The books leads up to these difficult and incompletely resolved problems. It starts by laying the necessary foundations in probability and population genetics. The authors take the view that forensic scientists are ‘often uncomfortable with statistics’ and so start from fundamentals such as the meaning of randomness and probability. This allows them to introduce Bayesian analysis to forensic inference. This will be a big jump for their target audience. Most of them will have been trained to assess data in the classical statistical mode, to evaluate the probability of the evidence under the assumption of some null hypothesis; in this case the null hypothesis might be that the suspect did not leave the crime stain. They advocate assessing, instead, the effect of the genetic data on the relative probability of the hypotheses of interest to the court; perhaps the hypothesis that the suspect left the stain compared to the hypothesis that some other person did.

The first two chapters of the book appear to have been very thoughtfully constructed; they provide the necessary tools and background to make the difficult conceptual jump between the classical and Bayesian mode of reasoning. They use examples from forensic science at an early stage, avoid distracting issues and write clearly. The middle of the book necessarily becomes more densely written in order to cover the range of problems that occur in practical casework and will perhaps be more useful as an expert training text.

The final chapter will again be of wider interest and is particularly stimulating. The importance of introducing the Bayesian approach is illustrated by the problem of a suspect identified by a search through a database. At first sight it seems reasonable that the evidence against a suspect is weaker if he is identified in this way; after all forensic databases can be quite large (the UK database may eventually contain over a million people). Even if match probabilities are several million to one, the chances of one innocent person matching in a large database may be non-negligible. For this reason a US National Research Council recommended that a diminished strength of evidence should be represented by multiplying the match probability by the database size. The arguments of Balding and Donnelly show this to be logically flawed: imagine the database being extended to cover almost every likely suspect in the country, surely as the database gets bigger the single matching person is more likely to be the true culprit, not less! The book outlines how the Bayesian approach resolves this paradox in a straightforward manner.

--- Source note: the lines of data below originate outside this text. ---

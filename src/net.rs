//! Transports. Each accepted connection becomes a client with two tasks: a
//! recv loop decoding inbound messages for the server and a send task
//! draining the client's outbound queue in submission order.

use thiserror::Error;

use crate::api::schema::CodecError;

pub mod framing;
pub mod tcp;
pub mod ws;

#[derive(Debug, Error)]
pub enum NetError {
    /// The peer closed or reset the stream.
    #[error("peer disconnected")]
    Disconnected,
    #[error("frame of {0} bytes exceeds the {max} byte limit", max = framing::MAX_FRAME_LEN)]
    FrameTooLarge(usize),
    #[error(transparent)]
    Codec(#[from] CodecError),
    #[error(transparent)]
    Io(#[from] std::io::Error),
}
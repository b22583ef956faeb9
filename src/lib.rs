//! Authoritative server for a turnless real-time strategy game.
//!
//! Clients connect over raw TCP (length-prefixed binary frames) or
//! WebSocket (JSON text frames), join a lobby, and start a game on a
//! procedurally generated map. From then on they issue actions against
//! their units; every unit runs its queued actions through a serialized
//! pipeline that pays resource costs up front, works in real time, and
//! reports each lifecycle step back to the owning client.
//!
//! The crate splits along those seams:
//! - [`api`]: the wire wrappers and the two serialization schemas.
//! - [`net`]: framing and the TCP/WebSocket client adapters.
//! - [`server`]: the client set, broadcast, and the two protocol phases.
//! - [`game`]: map, players, economy and the per-unit action pipeline.
//! - [`rules`]: the immutable type catalog and the action executors.
//! - [`generator`]: noise-driven map construction.

pub mod api;
pub mod game;
pub mod generator;
pub mod net;
pub mod rules;
pub mod server;
pub mod util;
use tokio::io::{AsyncRead, AsyncReadExt, AsyncWrite, AsyncWriteExt};

use crate::net::NetError;

/// Upper bound on a single frame's payload.
pub const MAX_FRAME_LEN: usize = 16 * 1024 * 1024;

async fn read_exact<R: AsyncRead + Unpin>(reader: &mut R, buf: &mut [u8]) -> Result<(), NetError> {
    match reader.read_exact(buf).await {
        Ok(_) => Ok(()),
        Err(err) if err.kind() == std::io::ErrorKind::UnexpectedEof => Err(NetError::Disconnected),
        Err(err) => Err(err.into()),
    }
}

/// Read one `u32-be length || payload` frame. The stream ending anywhere
/// short of a complete frame is a disconnect.
pub async fn read_frame<R: AsyncRead + Unpin>(reader: &mut R) -> Result<Vec<u8>, NetError> {
    let mut len_buf = [0u8; 4];
    read_exact(reader, &mut len_buf).await?;
    let len = u32::from_be_bytes(len_buf) as usize;
    if len > MAX_FRAME_LEN {
        return Err(NetError::FrameTooLarge(len));
    }
    let mut payload = vec![0u8; len];
    read_exact(reader, &mut payload).await?;
    Ok(payload)
}

pub async fn write_frame<W: AsyncWrite + Unpin>(
    writer: &mut W,
    payload: &[u8],
) -> Result<(), NetError> {
    if payload.len() > MAX_FRAME_LEN {
        return Err(NetError::FrameTooLarge(payload.len()));
    }
    writer.write_all(&(payload.len() as u32).to_be_bytes()).await?;
    writer.write_all(payload).await?;
    writer.flush().await?;
    Ok(())
}
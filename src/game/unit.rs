use std::collections::HashMap;
use std::sync::{Arc, Mutex, Weak};

use tokio::task::AbortHandle;

use crate::game::GameError;
use crate::game::Player;
use crate::game::map::{Map, MapEvent};
use crate::rules::{ActionMode, ActionState, ActionType, UnitType};
use crate::util::{TaskGroup, lock};

/// A queued piece of work for one unit.
#[derive(Debug)]
pub struct Action {
    pub id: u32,
    pub action_type: Arc<ActionType>,
    pub unit: Arc<Unit>,
    pub mode: ActionMode,
    pub target_unit: Option<Arc<Unit>>,
    pub target_cell: Option<(u32, u32)>,
}

impl Action {
    pub fn player(&self) -> Option<Arc<Player>> {
        self.unit.player()
    }
}

/// Something standing on the map. Each unit owns its action pipeline: a
/// fair turn mutex plus one task per queued action, so any number of actions
/// can be queued while exactly one works at a time, in arrival order.
#[derive(Debug)]
pub struct Unit {
    pub id: u32,
    pub unit_type: Arc<UnitType>,
    map: Weak<Map>,
    player: Mutex<Option<Arc<Player>>>,
    turn: Arc<tokio::sync::Mutex<()>>,
    tasks: Mutex<TaskGroup>,
    action_tasks: Mutex<HashMap<u32, AbortHandle>>,
}

impl Unit {
    pub(crate) fn new(
        id: u32,
        unit_type: Arc<UnitType>,
        map: Weak<Map>,
        player: Option<Arc<Player>>,
    ) -> Self {
        Self {
            id,
            unit_type,
            map,
            player: Mutex::new(player),
            turn: Arc::new(tokio::sync::Mutex::new(())),
            tasks: Mutex::new(TaskGroup::new()),
            action_tasks: Mutex::new(HashMap::new()),
        }
    }

    pub fn map(&self) -> Option<Arc<Map>> {
        self.map.upgrade()
    }

    pub fn player(&self) -> Option<Arc<Player>> {
        lock(&self.player).clone()
    }

    pub(crate) fn set_player(&self, player: Option<Arc<Player>>) {
        *lock(&self.player) = player;
    }

    /// Spawn the task that will run the action once the unit's turn mutex
    /// admits it. Tasks queue on the mutex in spawn order.
    pub(crate) fn queue_action(&self, map: &Arc<Map>, action: Arc<Action>) {
        let abort = lock(&self.tasks).spawn(process(Arc::clone(map), action.clone()));
        lock(&self.action_tasks).insert(action.id, abort);
    }

    /// Abort a queued or running action's task. The task's exit guards emit
    /// the terminal events and refund any open payment.
    pub(crate) fn cancel_action(&self, action_id: u32) -> Result<(), GameError> {
        let handle = lock(&self.action_tasks)
            .remove(&action_id)
            .ok_or_else(|| GameError::rule("that action is not queued on this unit"))?;
        handle.abort();
        Ok(())
    }

    /// Abort every task belonging to this unit's pipeline.
    pub(crate) fn cancel_all(&self) {
        lock(&self.tasks).cancel_all();
        lock(&self.action_tasks).clear();
    }

    pub(crate) fn forget_action(&self, action_id: u32) {
        lock(&self.action_tasks).remove(&action_id);
    }
}

/// Emits the single `ActionDequeued` on every exit path of an action task,
/// cancellation included, and drops the finished action from the registries.
struct DequeueGuard {
    map: Arc<Map>,
    action: Arc<Action>,
}

impl Drop for DequeueGuard {
    fn drop(&mut self) {
        self.action.unit.forget_action(self.action.id);
        self.map.remove_action(self.action.id);
        self.map.emit(MapEvent::ActionDequeued {
            action: Arc::clone(&self.action),
        });
    }
}

/// Armed only while the action is WORKING; a drop while armed means the
/// task was cancelled mid-execution and reports the CANCELLED transition.
struct CancelMark<'a> {
    map: &'a Map,
    action: &'a Arc<Action>,
    armed: bool,
}

impl Drop for CancelMark<'_> {
    fn drop(&mut self) {
        if self.armed {
            self.map.emit(MapEvent::ActionUpdate {
                action: Arc::clone(self.action),
                state: ActionState::Cancelled,
                message: None,
            });
        }
    }
}

/// One action task. Waits for the unit's turn, runs the executor, and walks
/// the action state machine until a terminal state or a repeat re-queue.
/// The turn mutex is held only while WORKING; a WAIT releases it so later
/// actions on the same unit can progress while this one sits on resources.
async fn process(map: Arc<Map>, action: Arc<Action>) {
    let _dequeue = DequeueGuard {
        map: Arc::clone(&map),
        action: Arc::clone(&action),
    };
    let turn = Arc::clone(&action.unit.turn);
    loop {
        let state = {
            let _turn = turn.lock().await;
            let mut mark = CancelMark {
                map: &map,
                action: &action,
                armed: true,
            };
            let put_state = |state: ActionState, message: Option<String>| {
                map.emit(MapEvent::ActionUpdate {
                    action: Arc::clone(&action),
                    state,
                    message,
                });
            };
            put_state(ActionState::Working, None);
            let state = match action.action_type.executor.run(&map, &action).await {
                Ok(()) => {
                    put_state(ActionState::Complete, None);
                    ActionState::Complete
                }
                Err(err @ GameError::Resource { .. }) => {
                    put_state(
                        ActionState::Wait,
                        Some(format!(
                            "Action {} ({}) is waiting: {err}",
                            action.id, action.action_type.name
                        )),
                    );
                    ActionState::Wait
                }
                Err(GameError::Action { state, message }) => {
                    put_state(state, Some(message));
                    state
                }
                Err(err) => {
                    log::error!(
                        "action {} ({}) failed: {err}",
                        action.id,
                        action.action_type.name
                    );
                    put_state(
                        ActionState::Failed,
                        Some("Unknown error, check the server logs".to_string()),
                    );
                    ActionState::Failed
                }
            };
            mark.armed = false;
            state
        };
        match state {
            ActionState::Wait => {
                let Some(player) = action.unit.player() else {
                    return;
                };
                player.wait_resources(&action.action_type.cost).await;
            }
            ActionState::Complete => {
                if action.mode == ActionMode::Repeat {
                    map.emit(MapEvent::ActionUpdate {
                        action: Arc::clone(&action),
                        state: ActionState::Queued,
                        message: None,
                    });
                } else {
                    return;
                }
            }
            ActionState::Failed | ActionState::Cancelled => return,
            ActionState::Queued | ActionState::Working => {}
        }
    }
}
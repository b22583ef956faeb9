use serde::Serialize;
use serde::de::DeserializeOwned;

use crate::api::schema::{CodecError, Schema, SchemaType};

/// The JSON projection of the message schema, exchanged as WebSocket text
/// frames.
#[derive(Debug, Default)]
pub struct Json;

impl Schema for Json {
    fn schema_type() -> SchemaType {
        SchemaType::Text
    }

    fn encode<T: Serialize>(value: &T) -> Result<Vec<u8>, CodecError> {
        Ok(serde_json::to_vec(value)?)
    }

    fn decode<T: DeserializeOwned>(buf: &[u8]) -> Result<T, CodecError> {
        Ok(serde_json::from_slice(buf)?)
    }
}
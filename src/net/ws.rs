use std::net::SocketAddr;
use std::sync::Arc;

use futures::stream::SplitSink;
use futures::{SinkExt, StreamExt};
use tokio::net::{TcpListener, TcpStream};
use tokio::sync::mpsc::UnboundedReceiver;
use tokio::sync::watch;
use tokio_tungstenite::tungstenite::{Message, Utf8Bytes};
use tokio_tungstenite::{WebSocketStream, accept_async};

use crate::api::message::{ClientToServer, ServerToClient};
use crate::api::schema::{Json, Schema};
use crate::server::Server;

/// Accept WebSocket connections and run one client per connection. Outbound
/// wrappers travel as text frames carrying the JSON projection; inbound
/// text and binary frames are both accepted.
pub async fn serve(server: Arc<Server>, listener: TcpListener) {
    loop {
        match listener.accept().await {
            Ok((stream, addr)) => {
                let server = Arc::clone(&server);
                tokio::spawn(async move {
                    run_client(server, stream, addr).await;
                });
            }
            Err(err) => log::warn!("websocket accept failed: {err}"),
        }
    }
}

async fn run_client(server: Arc<Server>, stream: TcpStream, addr: SocketAddr) {
    let ws_stream = match accept_async(stream).await {
        Ok(ws_stream) => ws_stream,
        Err(err) => {
            log::warn!("websocket handshake with {addr} failed: {err}");
            return;
        }
    };
    let (write, mut read) = ws_stream.split();
    let (client, outbox, shutdown) = server.add_client();
    log::info!("websocket client connected: {addr}");

    let send_task = tokio::spawn(run_send(write, outbox, shutdown.clone()));

    let mut shutdown = shutdown;
    loop {
        tokio::select! {
            frame = read.next() => {
                let payload: Vec<u8> = match frame {
                    Some(Ok(Message::Text(text))) => text.as_bytes().to_vec(),
                    Some(Ok(Message::Binary(bytes))) => bytes.into(),
                    Some(Ok(Message::Close(_))) | None => break,
                    Some(Ok(_)) => continue,
                    Some(Err(err)) => {
                        log::warn!("closing {addr}: {err}");
                        break;
                    }
                };
                match Json::decode::<ClientToServer>(&payload) {
                    Ok(message) => server.handle(&client, message).await,
                    Err(err) => {
                        log::warn!("closing {addr}: undecodable message: {err}");
                        break;
                    }
                }
            }
            _ = shutdown.changed() => break,
        }
    }

    send_task.abort();
    server.remove_client(&client).await;
    log::info!("websocket client disconnected: {addr}");
}

async fn run_send(
    mut write: SplitSink<WebSocketStream<TcpStream>, Message>,
    mut outbox: UnboundedReceiver<ServerToClient>,
    mut shutdown: watch::Receiver<bool>,
) {
    loop {
        tokio::select! {
            biased;
            message = outbox.recv() => {
                let Some(message) = message else { break };
                let payload = match Json::encode(&message) {
                    Ok(payload) => payload,
                    Err(err) => {
                        log::error!("dropping unencodable message: {err}");
                        continue;
                    }
                };
                let text = match Utf8Bytes::try_from(payload) {
                    Ok(text) => text,
                    Err(err) => {
                        log::error!("dropping non-utf8 json payload: {err}");
                        continue;
                    }
                };
                if write.send(Message::Text(text)).await.is_err() {
                    break;
                }
            }
            _ = shutdown.changed() => break,
        }
    }
    let _ = write.send(Message::Close(None)).await;
}
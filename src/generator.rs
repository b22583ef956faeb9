//! Procedural map construction: an ordered list of passes, each carrying
//! hooks that react to the values the pass computes. Generation is
//! synchronous; the events it produces buffer in the map's queue until the
//! in-game protocol drains them.

use std::collections::HashSet;
use std::sync::{Arc, Mutex};

use noise::{Fbm, MultiFractal, NoiseFn, Simplex};
use tokio::sync::mpsc::UnboundedReceiver;

use crate::game::map::{Map, MapEvent, vicinity};
use crate::game::{GameError, Player};
use crate::rules::{TerrainType, UnitType};
use crate::util::{IdRegistry, lock};

/// Grid area the map grows by for every player. The subtraction keeps the
/// rounded-up square at 20x20 for a single player.
const AREA_PER_PLAYER: u32 = 20 * 20 - 1;

/// Mean and standard deviation of the raw fBm output, determined
/// empirically; pushing samples through the matching Gaussian CDF makes
/// them uniform in [0, 1].
const NOISE_SIGMA: f64 = 0.4433703902714217;

fn gaussian_cdf(x: f64, mu: f64, sigma: f64) -> f64 {
    0.5 * (1.0 + libm::erf((x - mu) / (sigma * std::f64::consts::SQRT_2)))
}

/// A cell hook runs for every cell the noise pass visits, with the cell's
/// noise value.
pub type CellHook = Box<dyn Fn(&Arc<Map>, (u32, u32), f64) -> Result<(), GameError> + Send + Sync>;

/// A player hook runs once per player with that player's base position.
pub type PlayerHook =
    Box<dyn Fn(&Arc<Map>, &Arc<Player>, (u32, u32)) -> Result<(), GameError> + Send + Sync>;

#[derive(Debug, Clone, Copy, PartialEq, Eq, Default)]
pub enum Distribution {
    /// Raw fBm output, roughly in [-1, 1].
    #[default]
    Raw,
    /// Output mapped to a uniform [0, 1] through the Gaussian CDF.
    Uniform,
}

#[derive(Debug, Clone)]
pub struct NoiseParams {
    pub scale_x: f64,
    pub scale_y: f64,
    pub octaves: usize,
    pub persistence: f64,
    pub lacunarity: f64,
    pub seed: u32,
    pub distribution: Distribution,
}

impl Default for NoiseParams {
    fn default() -> Self {
        Self {
            scale_x: 1.0,
            scale_y: 1.0,
            octaves: 1,
            persistence: 0.5,
            lacunarity: 2.0,
            seed: 0,
            distribution: Distribution::Raw,
        }
    }
}

/// Evaluates 2D simplex fBm noise at every cell and feeds the value to its
/// hooks.
pub struct NoisePass {
    noise: Fbm<Simplex>,
    scale_x: f64,
    scale_y: f64,
    distribution: Distribution,
    hooks: Vec<CellHook>,
}

impl NoisePass {
    pub fn new(params: NoiseParams) -> Self {
        let noise = Fbm::<Simplex>::new(params.seed)
            .set_octaves(params.octaves)
            .set_persistence(params.persistence)
            .set_lacunarity(params.lacunarity);
        Self {
            noise,
            scale_x: params.scale_x,
            scale_y: params.scale_y,
            distribution: params.distribution,
            hooks: Vec::new(),
        }
    }

    pub fn add_hook(&mut self, hook: CellHook) {
        self.hooks.push(hook);
    }

    pub fn value_at(&self, (x, y): (u32, u32)) -> f64 {
        let raw = self
            .noise
            .get([f64::from(x) * self.scale_x, f64::from(y) * self.scale_y]);
        match self.distribution {
            Distribution::Raw => raw,
            Distribution::Uniform => gaussian_cdf(raw, 0.0, NOISE_SIGMA),
        }
    }

    fn generate(&self, map: &Arc<Map>) -> Result<(), GameError> {
        for x in 0..map.width {
            for y in 0..map.height {
                let value = self.value_at((x, y));
                for hook in &self.hooks {
                    hook(map, (x, y), value)?;
                }
            }
        }
        Ok(())
    }
}

/// Computes one base position per player, evenly spread on an ellipse
/// around the map center, pulled in so nobody starts against the edge.
#[derive(Default)]
pub struct PlayerBasePass {
    hooks: Vec<PlayerHook>,
}

impl PlayerBasePass {
    pub fn new() -> Self {
        Self::default()
    }

    pub fn add_hook(&mut self, hook: PlayerHook) {
        self.hooks.push(hook);
    }

    fn generate(&self, map: &Arc<Map>) -> Result<(), GameError> {
        let mut players: Vec<Arc<Player>> = lock(&map.players).iter().cloned().collect();
        players.sort_by_key(|player| player.id);
        if players.is_empty() {
            return Ok(());
        }
        let center_x = f64::from(map.width) / 2.0;
        let center_y = f64::from(map.height) / 2.0;
        let radius_x = center_x / std::f64::consts::SQRT_2;
        let radius_y = center_y / std::f64::consts::SQRT_2;
        let phi = std::f64::consts::TAU / players.len() as f64;
        for (index, player) in players.iter().enumerate() {
            let angle = phi * index as f64;
            let base_x = (center_x + radius_x * angle.cos()) as u32;
            let base_y = (center_y + radius_y * angle.sin()) as u32;
            for hook in &self.hooks {
                hook(map, player, (base_x, base_y))?;
            }
        }
        Ok(())
    }
}

pub enum Pass {
    Noise(NoisePass),
    PlayerBases(PlayerBasePass),
}

impl Pass {
    fn generate(&self, map: &Arc<Map>) -> Result<(), GameError> {
        match self {
            Pass::Noise(pass) => pass.generate(map),
            Pass::PlayerBases(pass) => pass.generate(map),
        }
    }
}

#[derive(Default)]
pub struct Generator {
    passes: Vec<Pass>,
}

impl Generator {
    pub fn new() -> Self {
        Self::default()
    }

    pub fn add_pass(&mut self, pass: Pass) {
        self.passes.push(pass);
    }

    /// Build the world for the given players. The map announces itself
    /// before the first pass runs so clients can allocate state.
    pub fn generate(
        &self,
        players: Arc<Mutex<IdRegistry<Arc<Player>>>>,
    ) -> Result<(Arc<Map>, UnboundedReceiver<MapEvent>), GameError> {
        let count = lock(&players).len() as u32;
        let size = (f64::from(count * AREA_PER_PLAYER).sqrt() as u32) + 1;
        log::info!("generating map with dimensions {size}x{size} for {count} players");
        let (map, events) = Map::new(players, size, size);
        map.emit(MapEvent::Generated {
            width: map.width,
            height: map.height,
        });
        for pass in &self.passes {
            pass.generate(&map)?;
        }
        Ok((map, events))
    }
}

/// Fires when the noise value lands in `[lo, hi)` and paints the cell.
pub fn terrain_hook(terrain_type: Arc<TerrainType>, lo: f64, hi: f64) -> CellHook {
    Box::new(move |map, xy, value| {
        if lo <= value && value < hi {
            map.set_terrain(xy, &terrain_type)?;
        }
        Ok(())
    })
}

/// Fires when the noise value lands in `[lo, hi)` and places a neutral unit,
/// provided the cell's terrain carries the required tags and is empty.
pub fn resource_hook(
    unit_type: Arc<UnitType>,
    lo: f64,
    hi: f64,
    required_tags: HashSet<String>,
) -> CellHook {
    Box::new(move |map, xy, value| {
        if !(lo <= value && value < hi) {
            return Ok(());
        }
        let suitable = map
            .terrain_at(xy)?
            .is_some_and(|terrain| required_tags.is_subset(&terrain.tags));
        if suitable && map.unit_at(xy)?.is_none() {
            map.create_unit(xy, &unit_type, None)?;
        }
        Ok(())
    })
}

/// Places the player's starting unit on the buildable cell nearest the base
/// position.
pub fn player_unit_hook(unit_type: Arc<UnitType>) -> PlayerHook {
    let required: HashSet<String> = std::iter::once("build".to_string()).collect();
    Box::new(move |map, player, base| {
        let spot = find_spot(map, base, &required)?;
        map.create_unit(spot, &unit_type, Some(player))?;
        Ok(())
    })
}

/// The nearest empty cell around `origin` whose terrain carries the tags.
fn find_spot(
    map: &Arc<Map>,
    origin: (u32, u32),
    required_tags: &HashSet<String>,
) -> Result<(u32, u32), GameError> {
    for xy in vicinity(origin, map.width, map.height) {
        let suitable = map
            .terrain_at(xy)?
            .is_some_and(|terrain| required_tags.is_subset(&terrain.tags));
        if suitable && map.unit_at(xy)?.is_none() {
            return Ok(xy);
        }
    }
    Err(GameError::rule("No space to place unit"))
}

/// The built-in world recipe: a uniform-noise terrain pass, a uniform-noise
/// resource pass restricted to buildable ground, and a city per player.
pub fn default_generator(rules: &crate::rules::Rules) -> Generator {
    let grass = Arc::clone(rules.terrain_named("grass").expect("default catalog"));
    let mountain = Arc::clone(rules.terrain_named("mountain").expect("default catalog"));
    let water = Arc::clone(rules.terrain_named("water").expect("default catalog"));
    let forest = Arc::clone(rules.unit_type_named("forest").expect("default catalog"));
    let quarry = Arc::clone(rules.unit_type_named("quarry").expect("default catalog"));
    let city = Arc::clone(rules.unit_type_named("city").expect("default catalog"));

    let build: HashSet<String> = std::iter::once("build".to_string()).collect();
    let params = NoiseParams {
        scale_x: 100.0,
        scale_y: 100.0,
        distribution: Distribution::Uniform,
        ..NoiseParams::default()
    };

    let mut terrain = NoisePass::new(params.clone());
    terrain.add_hook(terrain_hook(grass, 0.0, 0.5));
    terrain.add_hook(terrain_hook(mountain, 0.5, 0.6));
    terrain.add_hook(terrain_hook(water, 0.6, 2.0));

    let mut resources = NoisePass::new(NoiseParams {
        seed: 1,
        ..params
    });
    resources.add_hook(resource_hook(forest, 0.0, 0.05, build.clone()));
    resources.add_hook(resource_hook(quarry, 0.2, 0.25, build));

    let mut bases = PlayerBasePass::new();
    bases.add_hook(player_unit_hook(city));

    let mut generator = Generator::new();
    generator.add_pass(Pass::Noise(terrain));
    generator.add_pass(Pass::Noise(resources));
    generator.add_pass(Pass::PlayerBases(bases));
    generator
}

#[cfg(test)]
mod tests {
    use super::*;
    use crate::rules::{Rules, default_rules};
    use tokio::sync::mpsc;

    fn players_registry(rules: &Rules, count: u32) -> Arc<Mutex<IdRegistry<Arc<Player>>>> {
        let players = Arc::new(Mutex::new(IdRegistry::new()));
        {
            let mut registry = lock(&players);
            for index in 0..count {
                let (tx, _rx) = mpsc::unbounded_channel();
                registry.insert_with(|id| {
                    Arc::new(Player::new(id, format!("player-{index}"), tx, rules))
                });
            }
        }
        players
    }

    #[test]
    fn gaussian_cdf_is_a_monotonic_map_onto_the_unit_interval() {
        assert!((gaussian_cdf(0.0, 0.0, NOISE_SIGMA) - 0.5).abs() < 1e-12);
        let mut previous = 0.0;
        for step in -40..=40 {
            let value = gaussian_cdf(f64::from(step) * 0.05, 0.0, NOISE_SIGMA);
            assert!((0.0..=1.0).contains(&value));
            assert!(value >= previous);
            previous = value;
        }
    }

    #[test]
    fn map_size_scales_with_the_player_count() {
        let rules = default_rules();
        let generator = default_generator(&rules);

        let (map, _events) = generator
            .generate(players_registry(&rules, 1))
            .expect("generate");
        assert_eq!((map.width, map.height), (20, 20));

        let (map, _events) = generator
            .generate(players_registry(&rules, 2))
            .expect("generate");
        assert_eq!((map.width, map.height), (29, 29));
    }

    #[test]
    fn generation_announces_the_map_then_paints_every_cell() {
        let rules = default_rules();
        let generator = default_generator(&rules);
        let (map, mut events) = generator
            .generate(players_registry(&rules, 1))
            .expect("generate");

        match events.try_recv() {
            Ok(MapEvent::Generated { width, height }) => {
                assert_eq!((width, height), (20, 20));
            }
            other => panic!("expected Generated first, got {other:?}"),
        }
        let mut painted = 0;
        while let Ok(event) = events.try_recv() {
            if matches!(event, MapEvent::CellTerrain { .. }) {
                painted += 1;
            }
        }
        assert_eq!(painted, 400);
        for y in 0..map.height {
            for x in 0..map.width {
                assert!(map.terrain_at((x, y)).expect("in bounds").is_some());
            }
        }
    }

    #[test]
    fn every_player_gets_a_base_on_buildable_ground() {
        let rules = default_rules();
        let generator = default_generator(&rules);
        let (map, _events) = generator
            .generate(players_registry(&rules, 3))
            .expect("generate");

        let mut owners = Vec::new();
        for unit in map.units() {
            let Some(player) = unit.player() else {
                continue;
            };
            assert_eq!(unit.unit_type.name, "city");
            let position = map.location_of(&unit).expect("on the map");
            let terrain = map
                .terrain_at(position)
                .expect("in bounds")
                .expect("painted");
            assert!(terrain.tags.contains("build"));
            owners.push(player.id);
        }
        owners.sort_unstable();
        assert_eq!(owners, vec![1, 2, 3]);
    }

    #[test]
    fn resource_units_respect_the_terrain_tag_filter() {
        let rules = default_rules();
        let generator = default_generator(&rules);
        let (map, _events) = generator
            .generate(players_registry(&rules, 2))
            .expect("generate");

        for unit in map.units() {
            if unit.player().is_some() {
                continue;
            }
            let position = map.location_of(&unit).expect("on the map");
            let terrain = map
                .terrain_at(position)
                .expect("in bounds")
                .expect("painted");
            assert!(
                terrain.tags.contains("build"),
                "{} on non-buildable terrain {}",
                unit.unit_type.name,
                terrain.name
            );
        }
    }

    #[test]
    fn a_world_without_buildable_ground_cannot_place_bases() {
        let rules = default_rules();
        let water = Arc::clone(rules.terrain_named("water").expect("water"));
        let city = Arc::clone(rules.unit_type_named("city").expect("city"));

        let mut terrain = NoisePass::new(NoiseParams {
            distribution: Distribution::Uniform,
            ..NoiseParams::default()
        });
        terrain.add_hook(terrain_hook(water, 0.0, 2.0));
        let mut bases = PlayerBasePass::new();
        bases.add_hook(player_unit_hook(city));

        let mut generator = Generator::new();
        generator.add_pass(Pass::Noise(terrain));
        generator.add_pass(Pass::PlayerBases(bases));

        let err = generator
            .generate(players_registry(&rules, 1))
            .expect_err("no buildable cell anywhere");
        assert_eq!(err.to_string(), "No space to place unit");
    }
}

What the Bayesian approach cannot resolve is the tricky issue of ensuring that the court reasons sensibly with the information provided to it by the experts about DNA profiles. They provide examples of expert testimony to courts which are logically incorrect (which may be regarded as grounds for appeal). On the other hand they present superficially similar wordings about the same evidence which are correct. They report that a judge has confided that, if the differences between the correct and incorrect sentences is so subtle, then perhaps the fallacy doesn’t matter. Alternatively it may be that there are as many problems with courts trying to apply common-sense to reasoning about forensic data as there are with introducing numerical reasoning about the other evidence.